Now, such being the character of the power of attorney which Yeomans held, he executed under his hand and seal, in his own name, and solely as his own act and deed, the instrument of March' 21, 1882. This paper, after reciting that by an instrument in writing executed by Cheeswright, September 10, 1881, Yeomans "is appointed sole agent for the United States of America, for the purpose of working and developing the said patents in those, parts, for and in consideration of a royalty therein named," and that the Union Switch & Signal Company "is desirous of acquiring the sole and exclusive right and license of making, using, and selling in the United States the said patented inventions," proceeds thus:

"Now, in carrying out and accomplishing the purposes of the said agency, the said D. M. Yeomans, for and in consideration of one dollar to him in hand paid, and of royalties to be paid as hereinafter set forth, has given and granted, and does hereby give and grant, to the said the Union Switch and Signal Company, its successors and assigns, the sole and exclusive right and license, under said recited patents, to make, use, and sell the improvements therein described and claimed, or intended so to be, to the full ends of the respective terms of said patents: provided that and by the acceptance hereof the said licensee agrees that he will well and truly pay to the said Yeomans, quarterly, during said respective terms, and to his heirs, executors, administrators, and assigns, as royalty, four pounds per lever, British money, for every lever fitted by it upon any railway in the United States, to which

Sykes' system of signaling may be attached.
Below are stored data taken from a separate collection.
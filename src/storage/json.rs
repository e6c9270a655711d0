#[cfg(test)]
#[path = "json_test.rs"]
mod tests;

use async_trait::async_trait;
use eyre::{Context, Result};
use serde::{Deserialize, Serialize};

use crate::models::{Message, Role};
use crate::storage::{ArcNoteStore, NoteStore, Storage};

/// History persisted as a pretty-printed JSON array of `{role, content}`
/// records, one file per profile, under a directory of the note store.
pub struct JsonStorage {
    notes: ArcNoteStore,
    dir: String,
}

impl JsonStorage {
    pub fn new(notes: ArcNoteStore, dir: &str) -> Self {
        Self {
            notes,
            dir: dir.trim_end_matches('/').to_string(),
        }
    }

    fn history_path(&self, profile: &str) -> String {
        format!("{}/history-{}.json", self.dir, profile)
    }
}

#[async_trait]
impl Storage for JsonStorage {
    async fn load(&self, profile: &str) -> Result<Vec<Message>> {
        let path = self.history_path(profile);
        if !self.notes.exists(&path).await? {
            return Ok(vec![]);
        }

        let raw = self
            .notes
            .read(&path)
            .await
            .wrap_err(format!("reading {}", path))?;
        let records: Vec<TurnRecord> =
            serde_json::from_str(&raw).wrap_err(format!("parsing {}", path))?;

        Ok(records.into_iter().map(Message::from).collect())
    }

    async fn save(&self, profile: &str, messages: &[Message]) -> Result<()> {
        if !self.notes.exists(&self.dir).await? {
            self.notes
                .mkdir(&self.dir)
                .await
                .wrap_err(format!("creating {}", self.dir))?;
        }

        let records = messages.iter().map(TurnRecord::from).collect::<Vec<_>>();
        let raw = serde_json::to_string_pretty(&records).wrap_err("serializing history")?;

        let path = self.history_path(profile);
        self.notes
            .write(&path, &raw)
            .await
            .wrap_err(format!("writing {}", path))?;
        log::debug!("persisted {} turns to {}", messages.len(), path);
        Ok(())
    }

    async fn clear(&self, profile: &str) -> Result<()> {
        self.save(profile, &[]).await
    }
}

/// On-disk record. Only role and content survive a round trip; ids and
/// reply links are rebuilt at load time.
#[derive(Debug, Serialize, Deserialize)]
struct TurnRecord {
    role: Role,
    content: String,
}

impl From<&Message> for TurnRecord {
    fn from(msg: &Message) -> Self {
        Self {
            role: msg.role(),
            content: msg.content().to_string(),
        }
    }
}

impl From<TurnRecord> for Message {
    fn from(record: TurnRecord) -> Self {
        Message::new(record.role, record.content)
    }
}

/// Plain filesystem note store.
pub struct FsNoteStore;

#[async_trait]
impl NoteStore for FsNoteStore {
    async fn read(&self, path: &str) -> Result<String> {
        Ok(tokio::fs::read_to_string(path).await?)
    }

    async fn write(&self, path: &str, text: &str) -> Result<()> {
        Ok(tokio::fs::write(path, text).await?)
    }

    async fn exists(&self, path: &str) -> Result<bool> {
        Ok(tokio::fs::try_exists(path).await?)
    }

    async fn mkdir(&self, path: &str) -> Result<()> {
        Ok(tokio::fs::create_dir_all(path).await?)
    }
}
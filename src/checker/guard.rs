use super::Rule;
use super::report::{Diagnostic, RuleKind};
use super::source::SourceFile;

/// Flags headers whose raw text lacks the include-guard marker.
///
/// A pure substring test on the unstripped text: the marker is a
/// preprocessor line and may legitimately sit anywhere in the file.
pub struct GuardRule {
    marker: String,
}

impl GuardRule {
    #[must_use]
    pub fn new(marker: impl Into<String>) -> Self {
        Self {
            marker: marker.into(),
        }
    }
}

impl Rule for GuardRule {
    fn kind(&self) -> RuleKind {
        RuleKind::GuardMissing
    }

    fn check(&self, source: &SourceFile) -> Option<Diagnostic> {
        if source.text().contains(&self.marker) {
            None
        } else {
            Some(Diagnostic::error(
                RuleKind::GuardMissing,
                format!("Error: {} missing.", self.marker),
            ))
        }
    }
}

#[cfg(test)]
#[path = "guard_tests.rs"]
mod tests;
Witness the hand and seal of the said D. M. Yeomans this 21st day of March, 1882.

"D. M. Yeomans. [Seal.]"

Was this an authorized and valid instrument, as against Cheeswright, under the powers he had conferred upon Yeomans? The paper, it will be observed, purports to grant to the corporation, its successors and assigns, the sole and exclusive right and license under the patents to make, use, and sell the improvements therein described and claimed, to the full ends of the respective terms of the patents. What was this but a sale of the patents? 4884, Rev. St. U. S., provides:

Section

"Every patent shall contain a grant to the patentee, his heirs or assigns, for the term of seventeen years, of the exclusive right to make, use, and vend the invention or discovery throughout the United States, and the territories thereof."
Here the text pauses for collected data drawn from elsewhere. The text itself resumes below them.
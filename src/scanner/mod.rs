mod filter;
mod node;

pub use filter::{EntryFilter, HeaderFilter};
pub use node::{BLANK, BRANCH, NodeKind, PIPE, TERMINAL, TreeNode};

use std::path::{Path, PathBuf};

use walkdir::WalkDir;

use crate::checker::{Diagnostic, FileReport, RuleKind};
use crate::error::Result;

/// Trait for scanning a directory tree into renderable nodes.
pub trait FileScanner {
    /// Produce the pre-order node sequence for everything under `root`,
    /// siblings sorted lexicographically by name. The root itself is not
    /// part of the sequence.
    ///
    /// # Errors
    /// Returns an error if the walk cannot be set up; entries that fail
    /// mid-walk degrade to per-entry warning nodes instead.
    fn scan(&self, root: &Path) -> Result<Vec<TreeNode>>;
}

pub struct TreeScanner<F: EntryFilter> {
    filter: F,
    use_gitignore: bool,
}

impl<F: EntryFilter> TreeScanner<F> {
    #[must_use]
    pub const fn new(filter: F) -> Self {
        Self {
            filter,
            use_gitignore: false,
        }
    }

    #[must_use]
    pub const fn with_gitignore(filter: F, use_gitignore: bool) -> Self {
        Self {
            filter,
            use_gitignore,
        }
    }

    fn scan_impl(&self, root: &Path) -> Vec<TreeNode> {
        if self.use_gitignore {
            self.scan_with_gitignore(root)
        } else {
            self.scan_with_walkdir(root)
        }
    }

    fn scan_with_walkdir(&self, root: &Path) -> Vec<TreeNode> {
        let mut state = TreeState::new();
        let walker = WalkDir::new(root)
            .min_depth(1)
            .sort_by_file_name()
            .into_iter()
            .filter_entry(|e| !self.filter.is_excluded(e.path()));

        for entry in walker {
            match entry {
                Ok(entry) => {
                    let kind = if entry.file_type().is_dir() {
                        NodeKind::Directory
                    } else {
                        NodeKind::File
                    };
                    state.push_entry(entry.path(), entry.depth(), kind, &self.filter);
                }
                Err(err) => state.push_unreadable(err.path(), err.depth()),
            }
        }

        state.finalize()
    }

    fn scan_with_gitignore(&self, root: &Path) -> Vec<TreeNode> {
        use ignore::WalkBuilder;

        let mut state = TreeState::new();
        let mut builder = WalkBuilder::new(root);
        builder
            .git_ignore(true)
            .git_global(true)
            .git_exclude(true)
            .require_git(false)
            .hidden(false)
            .parents(false)
            .sort_by_file_name(|a, b| a.cmp(b));

        // The ignore walker's filter_entry demands a 'static closure, so
        // exclusion pruning is done inline by tracking the pruned depth.
        let mut pruned: Option<usize> = None;
        for entry in builder.build() {
            let Ok(entry) = entry else {
                continue;
            };
            let depth = entry.depth();
            if depth == 0 {
                continue;
            }
            if let Some(pruned_depth) = pruned {
                if depth > pruned_depth {
                    continue;
                }
                pruned = None;
            }

            let is_dir = entry.file_type().is_some_and(|ft| ft.is_dir());
            if self.filter.is_excluded(entry.path()) {
                if is_dir {
                    pruned = Some(depth);
                }
                continue;
            }

            let kind = if is_dir {
                NodeKind::Directory
            } else {
                NodeKind::File
            };
            state.push_entry(entry.path(), depth, kind, &self.filter);
        }

        state.finalize()
    }
}

impl<F: EntryFilter> FileScanner for TreeScanner<F> {
    fn scan(&self, root: &Path) -> Result<Vec<TreeNode>> {
        Ok(self.scan_impl(root))
    }
}

struct RawEntry {
    path: PathBuf,
    name: String,
    kind: NodeKind,
    depth: usize,
    candidate: bool,
    report: Option<FileReport>,
}

/// Accumulates walk entries, then resolves sibling positions into prefix
/// glyph runs. Both walk variants feed this state.
struct TreeState {
    entries: Vec<RawEntry>,
}

impl TreeState {
    const fn new() -> Self {
        Self {
            entries: Vec::new(),
        }
    }

    fn push_entry(&mut self, path: &Path, depth: usize, kind: NodeKind, filter: &impl EntryFilter) {
        let name = path.file_name().map_or_else(
            || path.display().to_string(),
            |n| n.to_string_lossy().into_owned(),
        );
        let candidate = kind == NodeKind::File && filter.is_candidate(path);
        self.entries.push(RawEntry {
            path: path.to_path_buf(),
            name,
            kind,
            depth,
            candidate,
            report: None,
        });
    }

    /// A walk entry that could not be listed or statted still gets a line,
    /// carrying a warning instead of aborting the run.
    fn push_unreadable(&mut self, path: Option<&Path>, depth: usize) {
        let name = path.and_then(Path::file_name).map_or_else(
            || "<unreadable>".to_string(),
            |n| n.to_string_lossy().into_owned(),
        );
        let mut report = FileReport::default();
        report.push(Diagnostic::warning(
            RuleKind::Unreadable,
            "Warning: unreadable entry.",
        ));
        self.entries.push(RawEntry {
            path: path.map(Path::to_path_buf).unwrap_or_default(),
            name,
            kind: NodeKind::File,
            depth: depth.max(1),
            candidate: false,
            report: Some(report),
        });
    }

    fn finalize(self) -> Vec<TreeNode> {
        let last_flags = compute_last_flags(&self.entries);

        let mut flags: Vec<bool> = Vec::new();
        self.entries
            .into_iter()
            .zip(last_flags)
            .map(|(entry, is_last)| {
                flags.truncate(entry.depth - 1);
                let mut prefix = String::new();
                for &ancestor_is_last in &flags {
                    prefix.push_str(if ancestor_is_last { BLANK } else { PIPE });
                }
                prefix.push_str(if is_last { TERMINAL } else { BRANCH });
                flags.push(is_last);

                TreeNode {
                    path: entry.path,
                    name: entry.name,
                    kind: entry.kind,
                    depth: entry.depth,
                    prefix,
                    candidate: entry.candidate,
                    report: entry.report,
                }
            })
            .collect()
    }
}

/// An entry is the last of its siblings iff no later entry appears at the
/// same depth before the walk returns to a shallower one. Entries arrive in
/// pre-order, so one open slot per depth suffices.
fn compute_last_flags(entries: &[RawEntry]) -> Vec<bool> {
    let mut last = vec![true; entries.len()];
    let mut open: Vec<usize> = Vec::new();

    for (i, entry) in entries.iter().enumerate() {
        let depth = entry.depth;
        open.truncate(depth);
        if let Some(slot) = open.get_mut(depth - 1) {
            last[*slot] = false;
            *slot = i;
        } else {
            open.push(i);
        }
    }

    last
}

#[cfg(test)]
#[path = "mod_tests.rs"]
mod tests;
Manifestly, Yeomans' grant to the Union Switch & Signal Company was as comprehensive as the grant by the United States to Cheeswright. It was a transfer of the entire patents. Waterman v. Mackenzie, 138 U. S. 252, 255, 11 Sup. Ct. 334. If it could be said that the grant here was not a sale of the patents technically, it certainly was a sale in substance and effect. A grant by the owner of a patent to a corporation, its successors and assigns, of the sole and exclusive right and license to make, use, and sell the patented improvement during the term of the patent, vests the entire invention and monopoly in the alienee. Nellis v. Manufacturing Co., 13 Fed. 451; Pickhardt v. Packard, 22 Fed. 530, 532; Rob. Pat. § 763. Under such an assignment, absolutely nothing remains in the assignor. Such assignee is substituted for the original patentee, and is invested with all his rights. Id. § 762; Rev. St. §§ .4898, 4916, 4917, 4919. But, as we have seen, Yeomans was not authorized to sell the patents without the concurrence of his principal, and there was no such concurrence. As an attempted sale,

then, the instrument was inoperative and void.
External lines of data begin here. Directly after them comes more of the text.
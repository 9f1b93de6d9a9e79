use std::fmt::Write;

use crate::checker::FileReport;
use crate::error::Result;
use crate::scanner::TreeNode;

use super::OutputFormatter;

/// Color output mode for terminal display.
#[derive(Debug, Clone, Copy, PartialEq, Eq, Default)]
pub enum ColorMode {
    /// Auto-detect: use colors if stdout is a TTY and `NO_COLOR` is not set
    #[default]
    Auto,
    /// Always use colors
    Always,
    /// Never use colors
    Never,
}

/// ANSI color codes
mod ansi {
    pub const RED: &str = "\x1b[31m";
    pub const YELLOW: &str = "\x1b[33m";
    pub const RESET: &str = "\x1b[0m";
}

/// Renders the node sequence as an annotated ASCII tree: one line per
/// entry, `/` appended to directories, diagnostics appended to flagged
/// header lines, and a trailing summary.
pub struct TreeFormatter {
    use_colors: bool,
}

impl TreeFormatter {
    #[must_use]
    pub fn new(mode: ColorMode) -> Self {
        Self {
            use_colors: Self::should_use_colors(mode),
        }
    }

    fn should_use_colors(mode: ColorMode) -> bool {
        match mode {
            ColorMode::Always => true,
            ColorMode::Never => false,
            ColorMode::Auto => {
                // Respect NO_COLOR environment variable
                if std::env::var("NO_COLOR").is_ok() {
                    return false;
                }
                std::io::IsTerminal::is_terminal(&std::io::stdout())
            }
        }
    }

    fn colorize(&self, text: &str, report: &FileReport) -> String {
        if !self.use_colors {
            return text.to_string();
        }

        let color = if report.has_errors() {
            ansi::RED
        } else {
            ansi::YELLOW
        };
        format!("{color}{text}{}", ansi::RESET)
    }
}

impl Default for TreeFormatter {
    fn default() -> Self {
        Self::new(ColorMode::Auto)
    }
}

impl OutputFormatter for TreeFormatter {
    fn format(&self, nodes: &[TreeNode]) -> Result<String> {
        let mut output = String::new();
        let mut checked = 0usize;
        let mut flagged = 0usize;
        let mut warnings = 0usize;

        for node in nodes {
            let _ = write!(output, "{}{}", node.prefix, node.name);
            if node.is_dir() {
                output.push('/');
            }
            if node.candidate {
                checked += 1;
            }
            if let Some(report) = &node.report
                && !report.is_clean()
            {
                if report.has_errors() {
                    flagged += 1;
                } else {
                    warnings += 1;
                }
                let _ = write!(output, " - {}", self.colorize(&report.summary(), report));
            }
            output.push('\n');
        }

        let _ = writeln!(
            output,
            "\nSummary: {checked} headers checked, {flagged} flagged, {warnings} warnings"
        );

        Ok(output)
    }
}

#[cfg(test)]
#[path = "tree_tests.rs"]
mod tests;
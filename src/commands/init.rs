use std::fs;

use crate::cli::InitArgs;
use crate::{EXIT_CONFIG_ERROR, EXIT_SUCCESS, HdrGuardError, Result};

#[must_use]
pub fn run_init(args: &InitArgs) -> i32 {
    match run_init_impl(args) {
        Ok(()) => EXIT_SUCCESS,
        Err(e) => {
            eprintln!("Error: {e}");
            EXIT_CONFIG_ERROR
        }
    }
}

/// Initializes a new configuration file.
///
/// # Errors
/// Returns an error if the file already exists (without --force) or cannot
/// be written.
pub fn run_init_impl(args: &InitArgs) -> Result<()> {
    let output_path = &args.output;

    if output_path.exists() && !args.force {
        return Err(HdrGuardError::Config(format!(
            "Configuration file already exists: {}. Use --force to overwrite.",
            output_path.display()
        )));
    }

    let template = generate_config_template();

    fs::write(output_path, template)?;

    println!("Created configuration file: {}", output_path.display());
    Ok(())
}

#[must_use]
pub fn generate_config_template() -> String {
    r##"# hdr-guard configuration file

[scanner]
# Respect .gitignore rules when walking the tree (default: false)
gitignore = false

# Glob patterns pruned from the scan entirely
exclude = [
    "**/build/**",
    "**/third_party/**",
]

[rules]
# File suffixes treated as headers and checked
extensions = ["h", "hpp"]

# Include-guard marker every header must contain
guard_marker = "#pragma once"

# Individual rule toggles
guard = true
access_order = true
friend_placement = true

# Treat warnings (unreadable entries) as failures
# strict = true
"##
    .to_string()
}

#[cfg(test)]
#[path = "init_tests.rs"]
mod tests;
mod access_order;
mod friend;
mod guard;
mod report;
mod source;

pub use access_order::AccessOrderRule;
pub use friend::FriendRule;
pub use guard::GuardRule;
pub use report::{Diagnostic, FileReport, RuleKind, Severity};
pub use source::{SourceFile, class_bodies, strip_comments_and_strings};

use crate::config::RulesConfig;

/// A single stateless convention check over one header's text.
pub trait Rule {
    /// The diagnostic category this rule produces.
    fn kind(&self) -> RuleKind;

    /// Inspect a file and return at most one diagnostic.
    fn check(&self, source: &SourceFile) -> Option<Diagnostic>;
}

/// Runs the enabled rules in a fixed order and collects their output into
/// a per-file report. Rules share no state across files or each other.
pub struct RuleEngine {
    rules: Vec<Box<dyn Rule>>,
}

impl RuleEngine {
    #[must_use]
    pub fn from_config(config: &RulesConfig) -> Self {
        let mut rules: Vec<Box<dyn Rule>> = Vec::new();
        if config.guard {
            rules.push(Box::new(GuardRule::new(config.guard_marker.clone())));
        }
        if config.access_order {
            rules.push(Box::new(AccessOrderRule));
        }
        if config.friend_placement {
            rules.push(Box::new(FriendRule));
        }
        Self { rules }
    }

    #[must_use]
    pub fn rule_count(&self) -> usize {
        self.rules.len()
    }

    #[must_use]
    pub fn check(&self, source: &SourceFile) -> FileReport {
        let mut report = FileReport::default();
        for rule in &self.rules {
            if let Some(diagnostic) = rule.check(source) {
                report.push(diagnostic);
            }
        }
        report
    }
}

#[cfg(test)]
#[path = "mod_tests.rs"]
mod tests;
The defendant, however, denying that the transaction of March 21, 1882, was a sale of the patents, contends that it was a method of "working and developing the business of the said patents," within the scope of the first clause of the power of attorney. Is there any fair ground upon which this proposition can be defended? The language, "working and developing the business of the said pat ents," it may be conceded, is somewhat indefinite, and involved the exercise by Yeomans of reasonable discretion. Doubtless, he might have granted a special license to each railway company which adopted Sykes' system, and also ordinary shop rights to manufacturers. We need not now define the precise limits of his authority under this first clause. Obviously, it did not extend to a sale of the patents, for that was provided for in the second clause; and we think it may be confidently affirmed that the first clause did not authorize that which was substantially a sale, even if not technically and nominally so.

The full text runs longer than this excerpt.